If the lists of the chief contributing disciplines were the most basic characterization of the domains of cognitive science and semiotics, there would seem to be some overlap between the two, but not much. A participant in both circuits would feel like a dilettante, no more, if the common pursuit was only a dram of overlap.

But there is more, assuredly. What has given birth and exciting life to both cognitive science and semiotics is the set of worthwhile, technical analyses of the problem of representation that characterize the post-positivist era in scholarship. The structure of linguistic units, from parts of speech to sentences and then to discourse and its social settings is now a clear and carefully-appraised target for enquiry. The role of optical patterns in defining what can be seen and what may be inevitably ambiguous in principle is the major topic for research in vision psychology (Warren, Mestre, Blackwell and Morris, 1991). That metaphor can be found in domains far from purely verbal features is now largely established. The discoveries of the richness of sign language for the deaf, the social and communicative capacity of the higher primates (Zeller, 1991) and the native picture comprehension skill of the blind (Kennedy, Gabias and Nicholls, 1991) all lead to the conviction that communication in pictures, in words, or in whatever mode is inherently more abstract than the medium being employed at a particular time. It is clear that we cannot discern the limits of paraphrase when the paraphrase skips from being a purely verbal transformation to become gestural, or pictorial. There must be limits, but their definition at present is beyond our ken.

Within psychology there has been such clear recognition of the forcefulness of current thinking about the flexibility of modes of communication and representation that serious doubt is widely entertained as to the continued existence of psychology as a discipline in its present form. The major targets of psychology include a proper understanding of mental representation. Philosophy, rhetoric and computer science may be better mineshafts into the key issues here than experimental psychology. Philosophy examines the basis for representation qua representation. Rhetoric defines the myriad types of relations between vehicles and referents. Computer science offers machinery and programs which are attempts to show how material entities can have the properties philosophy defines as sufficient and necessary for representation. They embody, it is said, the types of representation relations rhetoric finds being used today, or to follow up the talk given by Pat Vicari, that were used in particular periods such as the Renaissance. If philosophy, rhetoric and computer science are even modestly successful in their goals, there will be precious few ontological problems of representation left to be solved by psychologists. Perhaps only the relation between the conscious and the unconscious, the explicit and the implicit, will be left as psychology's own special demesne of enquiry.

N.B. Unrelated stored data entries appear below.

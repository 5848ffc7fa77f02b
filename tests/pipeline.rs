//! Сквозные прогоны на эмуляторе устройства

use matverify::device::geometry::{Dim2, LaunchGeometry};
use matverify::matrix::{
    compare_results, cpu_matrix_multiply, cpu_matrix_transpose, initialize_matrices,
};
use matverify::config::OperandSource;
use matverify::runner::{load_operands, run_pipeline};
use matverify::{
    Element, ElementKind, HostDevice, Matrix, MatrixError, MatrixType, Operation, RunConfig,
    TransferError, TransferOrchestrator,
};
use proptest::prelude::*;
use std::io::Write;
use tempfile::NamedTempFile;

fn multiply_on_host<T: Element>(width: usize, fill: MatrixType, tile: Dim2) {
    let device = HostDevice::new();
    let orchestrator = TransferOrchestrator::new(&device, tile).unwrap();
    let (a, b) = initialize_matrices::<T>(fill, width).unwrap();

    let device_result = orchestrator.multiply(&a, &b).unwrap();
    let reference = cpu_matrix_multiply(&a, &b).unwrap();
    let report = compare_results(&device_result, &reference).unwrap();

    assert_eq!(report.mismatches, 0, "width {} tile {}", width, tile);
    assert_eq!(report.total, width * width);
    assert_eq!(report.verdict(), "PASSED!");
}

#[test]
fn indexed_multiply_matches_reference_for_many_widths() {
    for width in [1, 4, 32, 33, 64] {
        multiply_on_host::<u64>(width, MatrixType::Indexed, Dim2::new(4, 4));
        multiply_on_host::<f32>(width, MatrixType::Indexed, Dim2::new(4, 4));
    }
}

#[test]
fn tile_that_does_not_divide_width() {
    multiply_on_host::<u64>(33, MatrixType::Random, Dim2::new(5, 3));
    multiply_on_host::<f32>(17, MatrixType::Normal, Dim2::new(8, 1));
    multiply_on_host::<u64>(3, MatrixType::Indexed, Dim2::new(16, 16));
}

#[test]
fn four_by_four_scenario() {
    let device = HostDevice::new();
    let orchestrator = TransferOrchestrator::new(&device, Dim2::new(4, 4)).unwrap();
    let (a, b) = initialize_matrices::<u64>(MatrixType::Indexed, 4).unwrap();
    let c = orchestrator.multiply(&a, &b).unwrap();
    assert_eq!(c.get(0, 0), Some(5600));
    assert_eq!(c.get(3, 3), Some(120 * 30 + 130 * 70 + 140 * 110 + 150 * 150));
}

#[test]
fn zero_operand_gives_zero_result() {
    let device = HostDevice::new();
    let orchestrator = TransferOrchestrator::new(&device, Dim2::new(4, 4)).unwrap();
    let (a, b) = initialize_matrices::<u64>(MatrixType::Zeros, 9).unwrap();
    let c = orchestrator.multiply(&a, &b).unwrap();
    assert!(c.as_slice().iter().all(|&v| v == 0));
}

#[test]
fn repeated_runs_are_identical() {
    let device = HostDevice::new();
    let orchestrator = TransferOrchestrator::new(&device, Dim2::new(4, 8)).unwrap();
    let (a, b) = initialize_matrices::<f32>(MatrixType::Normal, 40).unwrap();
    let first = orchestrator.multiply(&a, &b).unwrap();
    let second = orchestrator.multiply(&a, &b).unwrap();
    assert_eq!(first.as_slice(), second.as_slice());
}

#[test]
fn full_pipeline_on_same_files_is_deterministic() {
    let mut a_file = NamedTempFile::new().unwrap();
    let mut b_file = NamedTempFile::new().unwrap();
    a_file.write_all(b"1.5 2 3\n4 5.25 6\n7 8 9.75\n").unwrap();
    b_file.write_all(b"0.5 1 0\n2 0.25 1\n1 1 3\n").unwrap();

    let mut config = RunConfig::synthetic(3);
    config.source = OperandSource::Files {
        a: a_file.path().to_path_buf(),
        b: b_file.path().to_path_buf(),
    };
    config.element = ElementKind::F32;
    config.tile = Dim2::new(2, 2);
    config.validate().unwrap();

    let device = HostDevice::new();
    let run = || {
        let (a, b) = load_operands::<f32>(&config).unwrap();
        run_pipeline(&device, &config, a, b, false).unwrap()
    };
    let first = run();
    let second = run();

    assert_eq!(first.report.mismatches(), 0);
    assert_eq!(first.report.mismatches(), second.report.mismatches());
    assert_eq!(first.device_result, second.device_result);
    assert_eq!(first.reference_result, second.reference_result);
}

#[test]
fn rectangular_operands() {
    let device = HostDevice::new();
    let orchestrator = TransferOrchestrator::new(&device, Dim2::new(4, 4)).unwrap();
    let a = Matrix::from_fn(3, 5, |r, c| (r * 5 + c) as u64);
    let b = Matrix::from_fn(5, 7, |r, c| (r + 2 * c) as u64);
    let c = orchestrator.multiply(&a, &b).unwrap();
    assert_eq!((c.height(), c.width()), (3, 7));
    assert_eq!(c, cpu_matrix_multiply(&a, &b).unwrap());
}

#[test]
fn dimension_mismatch_is_rejected_before_launch() {
    let device = HostDevice::new();
    let orchestrator = TransferOrchestrator::new(&device, Dim2::new(4, 4)).unwrap();
    let a = Matrix::<u64>::zeros(3, 4);
    let b = Matrix::<u64>::zeros(5, 3);
    let err = orchestrator.multiply(&a, &b).unwrap_err();
    assert!(matches!(
        err,
        TransferError::Matrix(MatrixError::DimensionMismatch {
            width_a: 4,
            height_b: 5
        })
    ));
}

#[test]
fn under_covering_geometry_leaves_cells_unwritten() {
    let device = HostDevice::new();
    let orchestrator = TransferOrchestrator::new(&device, Dim2::new(4, 4)).unwrap();
    let (a, b) = initialize_matrices::<u64>(MatrixType::Indexed, 8).unwrap();
    let geometry = LaunchGeometry::new(Dim2::new(1, 1), Dim2::new(4, 4));

    let c = orchestrator.multiply_with(&a, &b, geometry).unwrap();
    let reference = cpu_matrix_multiply(&a, &b).unwrap();
    assert_eq!(c.get(0, 0), reference.get(0, 0));
    assert_eq!(c.get(3, 3), reference.get(3, 3));
    assert_eq!(c.get(4, 0), Some(0));
    assert_eq!(c.get(7, 7), Some(0));

    let report = compare_results(&c, &reference).unwrap();
    assert_eq!(report.mismatches, 64 - 16);
    assert_eq!(report.verdict(), "FAILED: 48 errors");
}

#[test]
fn transpose_round_trip_on_device() {
    let device = HostDevice::new();
    let orchestrator = TransferOrchestrator::new(&device, Dim2::new(3, 5)).unwrap();
    let (a, _) = initialize_matrices::<u64>(MatrixType::Random, 23).unwrap();
    let t = orchestrator.transpose(&a).unwrap();
    assert_eq!(t, cpu_matrix_transpose(&a).unwrap());
    assert_eq!(orchestrator.transpose(&t).unwrap(), a);
}

#[test]
fn pipeline_reports_device_and_verdict() {
    let device = HostDevice::new();
    let mut config = RunConfig::synthetic(12);
    config.operation = Operation::Transpose;
    let (a, b) = load_operands::<u64>(&config).unwrap();
    let outcome = run_pipeline(&device, &config, a, b, false).unwrap();
    assert_eq!(outcome.report.device.backend, "host");
    assert_eq!(outcome.report.output, Dim2::new(12, 12));
    assert_eq!(outcome.report.exit_status(), 0);

    let json = serde_json::to_value(&outcome.report).unwrap();
    assert_eq!(json["operation"], "transpose");
    assert_eq!(json["verification"]["mismatches"], 0);
}

proptest! {
    #![proptest_config(ProptestConfig::with_cases(32))]

    #[test]
    fn emulated_device_matches_reference(
        h_a in 1usize..12,
        w_a in 1usize..12,
        w_b in 1usize..12,
        tx in 1usize..9,
        ty in 1usize..9,
        seed in any::<u64>(),
    ) {
        let a = Matrix::from_fn(h_a, w_a, |r, c| {
            seed.wrapping_mul(31).wrapping_add((r * w_a + c) as u64) % 1000
        });
        let b = Matrix::from_fn(w_a, w_b, |r, c| {
            seed.rotate_left(7).wrapping_add((r * w_b + c) as u64) % 1000
        });

        let device = HostDevice::new();
        let orchestrator = TransferOrchestrator::new(&device, Dim2::new(tx, ty)).unwrap();
        let c = orchestrator.multiply(&a, &b).unwrap();
        prop_assert_eq!(c, cpu_matrix_multiply(&a, &b).unwrap());
    }
}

Threats similar to the one felt by psychology to the well-being of the discipline are also being sensed acutely in English departments, and other disciplines dealing with literature and art. This is the reason, I suspect, why an occasional wild essayist imagines semiotics is one more threat to Western, liberal education and freedom of speech (D'Souza 1991). In the Humanities, some of the central problems are taken to be best tackled outside of traditional disciplines, some voices say. I recall an explanation I was given for a welcome but rather unusual invitation. I was asked to address the Art History Association of Great Britain -- the first psychologist to be asked. I was told that the reason the invitation was extended was that some of the historians recognized the art history conference was no longer talking about pictures as pictures. The raison d'être of the association is a deep love for pictures, so that the absence of discussion of picturing is an anomaly. Curiosity about pictures should lead to their study. But art historians talk most of the time about everything else except what makes the picture a picture. The art history association has left a niche which psychology could help to fill! Of course, art history is not all one needs to have a theory of art or pictures. Something more is needed. If they are, like Matus (1988/9), in search of a general theory, literary scholars too often feel that the study of a select library of texts is missing something. A general theory of communication by texts is a gap any single discipline leaves unexplored. The only way the exploration could succeed is by a treatment of literature and texts that eschews becoming a purchase by a single discipline concerned with a particular literary tradition. Scholars in each of the disciplines need to join in the abstract sky above the study of single traditions of whatever era or country.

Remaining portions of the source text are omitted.